Swiss Re’s $7.5 billion European private equity and infrastructure fund of funds unit will be integrated with BlackRock’s existing business, the New York-based firm said today in an e-mailed statement. Those funds include a “significant” commitment from Swiss Re.
Laurence D. Fink, who co-founded BlackRock in 1988, has built the firm through a series of acquisitions, including the 2006 purchase of Merrill Lynch & Co.’s investment unit. BlackRock last year expanded the alternatives division, which manages hedge funds, real estate funds and private-equity strategies, and the Swiss Re acquisition extends the company’s capabilities into infrastructure investing.
“It’s partially complementary when it comes to infrastructure investments,” said Christian Muschick, a Frankfurt-based analyst with Silvia Qunadt Research. “It grows assets under management and they can integrate it into a larger unit and achieve some synergies from that potentially.”

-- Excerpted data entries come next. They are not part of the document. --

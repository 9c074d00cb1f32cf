//! # rigctld client
//!
//! A minimal client for hamlib's network daemon. The connection is generic over the
//! byte stream so the same code drives a real [`TcpStream`] and in-memory streams.
//!
//! ```rust,no_run
//! use rigwatch::rigctl::{Query, RigConnection};
//! use std::time::Duration;
//!
//! # async fn demo() -> Result<(), rigwatch::errors::RigError> {
//! let mut rig = RigConnection::open("localhost:4532", Duration::from_secs(2)).await?;
//! let resp = rig.query(Query::Frequency).await?;
//! println!("{:?}", resp.data);
//! rig.close().await;
//! # Ok(())
//! # }
//! ```

pub mod protocol;

pub use protocol::{Query, ReplyParser, Response, RESULT_OK};

use log::{debug, trace};
use std::time::Duration;
use tokio::io::{AsyncBufReadExt, AsyncRead, AsyncWrite, AsyncWriteExt, BufReader};
use tokio::net::TcpStream;

use crate::errors::RigError;
use crate::logutil::escape_line;

pub struct RigConnection<S> {
    stream: BufReader<S>,
    peer: String,
    query_timeout: Duration,
    closed: bool,
}

impl RigConnection<TcpStream> {
    /// Connect to rigctld at `addr` (`host:port`).
    pub async fn open(addr: &str, query_timeout: Duration) -> Result<Self, RigError> {
        let stream = TcpStream::connect(addr)
            .await
            .map_err(|source| RigError::Connect {
                addr: addr.to_string(),
                source,
            })?;
        let _ = stream.set_nodelay(true);
        debug!("Connected to rigctld at {}", addr);
        Ok(Self::from_stream(stream, addr, query_timeout))
    }
}

impl<S> RigConnection<S>
where
    S: AsyncRead + AsyncWrite + Unpin,
{
    pub fn from_stream(stream: S, peer: &str, query_timeout: Duration) -> Self {
        Self {
            stream: BufReader::new(stream),
            peer: peer.to_string(),
            query_timeout,
            closed: false,
        }
    }

    pub fn peer(&self) -> &str {
        &self.peer
    }

    pub fn is_closed(&self) -> bool {
        self.closed
    }

    /// Send one query and wait for its `RPRT`-terminated reply.
    ///
    /// Any error marks the connection closed: after a timeout or a broken line the
    /// stream position can no longer be trusted.
    pub async fn query(&mut self, query: Query) -> Result<Response, RigError> {
        if self.closed {
            return Err(RigError::Closed);
        }
        let timeout = self.query_timeout;
        let result = match tokio::time::timeout(timeout, self.exchange(query)).await {
            Ok(result) => result,
            Err(_) => Err(RigError::Timeout {
                query: query.code(),
                timeout,
            }),
        };
        if result.is_err() {
            self.closed = true;
        }
        result
    }

    async fn exchange(&mut self, query: Query) -> Result<Response, RigError> {
        let command = query.command_line();
        self.stream.get_mut().write_all(command.as_bytes()).await?;
        self.stream.get_mut().flush().await?;

        let mut parser = ReplyParser::new();
        let mut line = String::new();
        loop {
            line.clear();
            let n = self.stream.read_line(&mut line).await?;
            if n == 0 {
                return Err(RigError::Closed);
            }
            trace!("rigctld {} <- {}", query.code(), escape_line(&line));
            if let Some(response) = parser.push_line(&line)? {
                return Ok(response);
            }
        }
    }

    /// Shut down the write half; rigctld drops the session on EOF.
    pub async fn close(mut self) {
        self.closed = true;
        let _ = self.stream.get_mut().shutdown().await;
        debug!("Closed rigctld connection to {}", self.peer);
    }
}
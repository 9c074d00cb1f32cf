//! In-process store holding one JSON tree.

use log::info;
use serde_json::{Map, Value};
use std::sync::atomic::{AtomicBool, AtomicU64, Ordering};
use std::sync::{Mutex, MutexGuard};

use super::{split_path, Store};
use crate::errors::StoreError;

#[derive(Debug, Default)]
pub struct MemoryStore {
    root: Mutex<Value>,
    fail_writes: AtomicBool,
    writes: AtomicU64,
    announce: bool,
}

impl MemoryStore {
    pub fn new() -> Self {
        Self::default()
    }

    /// Store that logs every write at info level (`--dry-run`).
    pub fn announcing() -> Self {
        Self {
            announce: true,
            ..Self::default()
        }
    }

    pub fn with_root(root: Value) -> Self {
        Self {
            root: Mutex::new(root),
            ..Self::default()
        }
    }

    /// Reject every subsequent `set`/`update` with [`StoreError::Rejected`].
    pub fn set_fail_writes(&self, fail: bool) {
        self.fail_writes.store(fail, Ordering::Relaxed);
    }

    /// Number of accepted writes.
    pub fn writes(&self) -> u64 {
        self.writes.load(Ordering::Relaxed)
    }

    pub fn snapshot(&self) -> Value {
        self.lock().clone()
    }

    fn lock(&self) -> MutexGuard<'_, Value> {
        self.root.lock().unwrap_or_else(|poisoned| poisoned.into_inner())
    }

    fn check_writable(&self, path: &str) -> Result<(), StoreError> {
        if self.fail_writes.load(Ordering::Relaxed) {
            return Err(StoreError::Rejected(path.to_string()));
        }
        Ok(())
    }

    /// Walk to `segments`, turning missing or scalar nodes into objects on the way.
    fn node_mut<'a>(root: &'a mut Value, segments: &[&str]) -> &'a mut Value {
        let mut node = root;
        for key in segments {
            if !node.is_object() {
                *node = Value::Object(Map::new());
            }
            node = &mut node[*key];
        }
        node
    }
}

impl Store for MemoryStore {
    async fn get(&self, path: &str) -> Result<Option<Value>, StoreError> {
        let segments = split_path(path)?;
        let root = self.lock();
        let mut node = &*root;
        for key in segments {
            match node.get(key) {
                Some(child) => node = child,
                None => return Ok(None),
            }
        }
        if node.is_null() {
            Ok(None)
        } else {
            Ok(Some(node.clone()))
        }
    }

    async fn set(&self, path: &str, value: Value) -> Result<(), StoreError> {
        let segments = split_path(path)?;
        self.check_writable(path)?;
        if self.announce {
            info!("dry-run: set {} = {}", path, value);
        }
        let mut root = self.lock();
        *Self::node_mut(&mut root, &segments) = value;
        self.writes.fetch_add(1, Ordering::Relaxed);
        Ok(())
    }

    async fn update(&self, path: &str, fields: Map<String, Value>) -> Result<(), StoreError> {
        let segments = split_path(path)?;
        self.check_writable(path)?;
        if self.announce {
            info!("dry-run: update {} with {}", path, Value::Object(fields.clone()));
        }
        let mut root = self.lock();
        let node = Self::node_mut(&mut root, &segments);
        if !node.is_object() {
            *node = Value::Object(Map::new());
        }
        if let Value::Object(map) = node {
            for (key, value) in fields {
                map.insert(key, value);
            }
        }
        self.writes.fetch_add(1, Ordering::Relaxed);
        Ok(())
    }
}
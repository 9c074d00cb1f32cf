//! Observed radio state.
//!
//! A [`Status`] is one snapshot of what the transceiver is doing. The process keeps a
//! single mutable instance that the poll handlers update in place, plus a copy of the
//! last published snapshot held by the monitor for the publish gate.
//!
//! The serialized field names are the ones the dashboard reads from
//! `hams/<callsign>/status`, so they are renamed rather than following Rust casing.

use serde::{Deserialize, Serialize};

#[derive(Debug, Clone, Default, PartialEq, Eq, Serialize, Deserialize)]
pub struct Status {
    /// Operating mode as reported by the radio (e.g. `USB`, `CW`, `PKTUSB`).
    #[serde(rename = "Mode", default)]
    pub mode: String,
    /// Dial frequency in Hz.
    #[serde(rename = "Frequency", default)]
    pub frequency: i64,
    #[serde(rename = "PTT", default)]
    pub transmitting: bool,
    /// Milliseconds since the Unix epoch (UTC) of the last handler mutation.
    #[serde(rename = "Updated", default)]
    pub updated_at: i64,
    /// Milliseconds since the Unix epoch (UTC) of the last poll that saw PTT keyed.
    #[serde(rename = "LastPTT", default)]
    pub last_transmit_at: i64,
}

impl Status {
    /// True when mode, frequency and PTT all match `other`. Timestamps are ignored.
    pub fn same_state(&self, other: &Status) -> bool {
        self.mode == other.mode
            && self.frequency == other.frequency
            && self.transmitting == other.transmitting
    }

    /// Advance `updated_at` to `now_ms`, never moving it backwards.
    pub fn stamp(&mut self, now_ms: i64) -> i64 {
        if now_ms > self.updated_at {
            self.updated_at = now_ms;
        }
        self.updated_at
    }
}
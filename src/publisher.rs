//! Writes a status snapshot to the remote store.
//!
//! Delivery is at most once: a failed or timed-out write is logged and reported to the
//! caller, never retried here. The next status that passes the gate is the retry.

use log::{debug, error};
use std::time::Duration;

use crate::status::Status;
use crate::store::Store;

#[derive(Debug, Clone, PartialEq, Eq)]
pub enum PublishResult {
    Published,
    Failed(String),
    TimedOut(Duration),
}

impl PublishResult {
    pub fn is_published(&self) -> bool {
        matches!(self, PublishResult::Published)
    }
}

pub struct Publisher<S> {
    store: S,
    status_path: String,
    timeout: Duration,
}

impl<S: Store> Publisher<S> {
    pub fn new(store: S, status_path: impl Into<String>, timeout: Duration) -> Self {
        Self {
            store,
            status_path: status_path.into(),
            timeout,
        }
    }

    pub fn store(&self) -> &S {
        &self.store
    }

    pub fn status_path(&self) -> &str {
        &self.status_path
    }

    pub async fn publish(&self, status: &Status) -> PublishResult {
        let value = match serde_json::to_value(status) {
            Ok(v) => v,
            Err(e) => {
                error!("error encoding status: {}", e);
                return PublishResult::Failed(e.to_string());
            }
        };
        match tokio::time::timeout(self.timeout, self.store.set(&self.status_path, value)).await {
            Ok(Ok(())) => {
                debug!("published status to {}", self.status_path);
                PublishResult::Published
            }
            Ok(Err(e)) => {
                error!("error updating status at {}: {}", self.status_path, e);
                PublishResult::Failed(e.to_string())
            }
            Err(_) => {
                error!(
                    "status update to {} timed out after {:?}",
                    self.status_path, self.timeout
                );
                PublishResult::TimedOut(self.timeout)
            }
        }
    }
}
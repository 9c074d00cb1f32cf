use std::time::Duration;
use thiserror::Error;

/// Errors raised by the rigctld connection.
#[derive(Debug, Error)]
pub enum RigError {
    /// Could not establish the TCP connection.
    #[error("failed to connect to rigctld at {addr}: {source}")]
    Connect {
        addr: String,
        #[source]
        source: std::io::Error,
    },

    #[error("io error: {0}")]
    Io(#[from] std::io::Error),

    /// rigctld closed the stream (EOF) while a reply was expected.
    #[error("connection closed by rigctld")]
    Closed,

    /// No complete reply arrived within the query timeout.
    #[error("no reply to '{query}' within {timeout:?}")]
    Timeout { query: char, timeout: Duration },

    /// A line that cannot appear in an extended-mode reply.
    #[error("malformed reply line: {0}")]
    Malformed(String),
}

/// Errors raised by a remote store implementation.
#[derive(Debug, Error)]
pub enum StoreError {
    /// The store could not be set up (bad URL, unreadable token file).
    #[error("store initialization failed: {0}")]
    Init(String),

    #[error("http error: {0}")]
    Http(#[from] reqwest::Error),

    /// The datastore answered with a non-success HTTP status.
    #[error("datastore returned {status}: {body}")]
    Status { status: u16, body: String },

    #[error("serialization error: {0}")]
    Json(#[from] serde_json::Error),

    /// Signing the service-account assertion failed.
    #[error("token signing error: {0}")]
    Jwt(#[from] jsonwebtoken::errors::Error),

    /// Path contains an empty segment or addresses through a non-object node.
    #[error("invalid store path: {0}")]
    InvalidPath(String),

    /// Write rejected on purpose (memory store in failure mode).
    #[error("write rejected: {0}")]
    Rejected(String),
}

/// Why a poll response was not applied to the status.
#[derive(Debug, Clone, Error, PartialEq, Eq)]
pub enum HandlerError {
    /// rigctld returned a non-zero `RPRT` code.
    #[error("rigctld returned RPRT {0}")]
    Failed(String),

    /// Successful reply with no data lines.
    #[error("reply carries no data")]
    MissingData,

    #[error("invalid frequency '{0}'")]
    InvalidFrequency(String),
}

/// Configuration load and validation errors.
#[derive(Debug, Error)]
pub enum ConfigError {
    #[error("failed to read config file {path}: {source}")]
    Read {
        path: String,
        #[source]
        source: std::io::Error,
    },

    #[error("failed to parse config file {path}: {source}")]
    Parse {
        path: String,
        #[source]
        source: toml::de::Error,
    },

    #[error("invalid configuration: {0}")]
    Invalid(String),
}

The purchase expands BlackRock’s European and Asian business and establishes a presence in Switzerland for a unit that will have about $15 billion in client commitments, the firm said.
“In an environment where yields are low and volatility is high, clients around the world are embracing alternatives which offer higher return potential and the ability to mitigate risk,” Matthew Botein, managing director and head of BlackRock Alternative Investors, said in the statement.
Swiss Re, which said it will continue to hold the underlying investments, already invests via BlackRock. The world’s second-biggest reinsurer repurchased the unit in 2009 from hedge fund Horizon21 after disagreements over how the business should be run.
“It has grown over time and the business has now reached a size at which alternatives in ownership and the growth strategies would need to be evaluated,” Rolf Tanner, a spokesman for Zurich-based Swiss Re, said in a phone interview.